# Mold Behind Wallpaper - Remediation



## joecaption (Nov 30, 2011)

So have you figured what what causing all these issues and addressed that yet?
No way would I be trying to save the drywall to save a few dollars.
Pulled some of the drywall off to see how they built out the walls?
Whole lot of things can be causing this.
Grading, outside of the foundation was never water proofed before back filling, lack of gutters with proper length down spouts, may need a french drain outside, dehumidifyer in the basement.


----------



## TheSrProgrammer (Mar 7, 2016)

joecaption said:


> So have you figured what what causing all these issues and addressed that yet?
> No way would I be trying to save the drywall to save a few dollars.
> Pulled some of the drywall off to see how they built out the walls?
> Whole lot of things can be causing this.
> Grading, outside of the foundation was never water proofed before back filling, lack of gutters with proper length down spouts, may need a french drain outside, dehumidifyer in the basement.

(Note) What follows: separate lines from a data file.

//! Pre-compiled models for the classic compartmental structures.

use crate::comps::Compartment;
use crate::error::Result;
use crate::models::Model;
use crate::params::{transfer_matrix, Param, Transfer};

/// Susceptible → Infected → Removed.
pub fn sir(r_0: impl Into<Param>, gamma: impl Into<Param>, n: f64) -> Result<Model> {
    let gamma = gamma.into();
    let mut matrix = transfer_matrix(3);
    matrix[1][2] = Transfer::new(1.0, gamma.clone());

    let mut model = Model::from_parts(
        n,
        vec![
            Compartment::susceptible(r_0, gamma, n),
            Compartment::infected(),
            Compartment::removed(),
        ],
        vec![vec![1], vec![2], vec![]],
        matrix,
    )?;
    model.compile(false)?;
    Ok(model)
}

/// Susceptible → Exposed → Infected → Removed, where `delta` is the rate at
/// which exposed individuals become infectious.
pub fn seir(
    r_0: impl Into<Param>,
    gamma: impl Into<Param>,
    n: f64,
    delta: impl Into<Param>,
) -> Result<Model> {
    let gamma = gamma.into();
    let mut matrix = transfer_matrix(4);
    matrix[1][2] = Transfer::new(1.0, delta);
    matrix[2][3] = Transfer::new(1.0, gamma.clone());

    let mut model = Model::from_parts(
        n,
        vec![
            Compartment::susceptible(r_0, gamma, n),
            Compartment::exposed(),
            Compartment::infected(),
            Compartment::removed(),
        ],
        vec![vec![1], vec![2], vec![3], vec![]],
        matrix,
    )?;
    model.compile(false)?;
    Ok(model)
}

/// Susceptible → Infected → {Removed, Dead}. A fraction `alpha` of the
/// infected die at rate `rho`; the rest recover at rate `gamma`.
pub fn sird(
    r_0: impl Into<Param>,
    gamma: impl Into<Param>,
    n: f64,
    alpha: impl Into<Param>,
    rho: impl Into<Param>,
) -> Result<Model> {
    let gamma = gamma.into();
    let alpha: Param = alpha.into();
    let mut matrix = transfer_matrix(4);
    matrix[1][2] = Transfer::new(Param::constant(1.0) - alpha.clone(), gamma.clone());
    matrix[1][3] = Transfer::new(alpha, rho);

    let mut model = Model::from_parts(
        n,
        vec![
            Compartment::susceptible(r_0, gamma, n),
            Compartment::infected(),
            Compartment::removed(),
            Compartment::dead(),
        ],
        vec![vec![1], vec![2, 3], vec![], vec![]],
        matrix,
    )?;
    model.compile(false)?;
    Ok(model)
}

My theory is that the temperature differential in the room, which has a wood burning stove, caused the excessively warm air to rapidly cool at the surface of the drywall, forming water droplets/vapor behind the wallpaper. The issue then was that the wall wasn't able to breathe properly with the wallpaper covered in this vinyl wallpaper that was also painted. The combination of this moisture along with the gorilla snot wallpaper glue gave the mold a great place to take hold.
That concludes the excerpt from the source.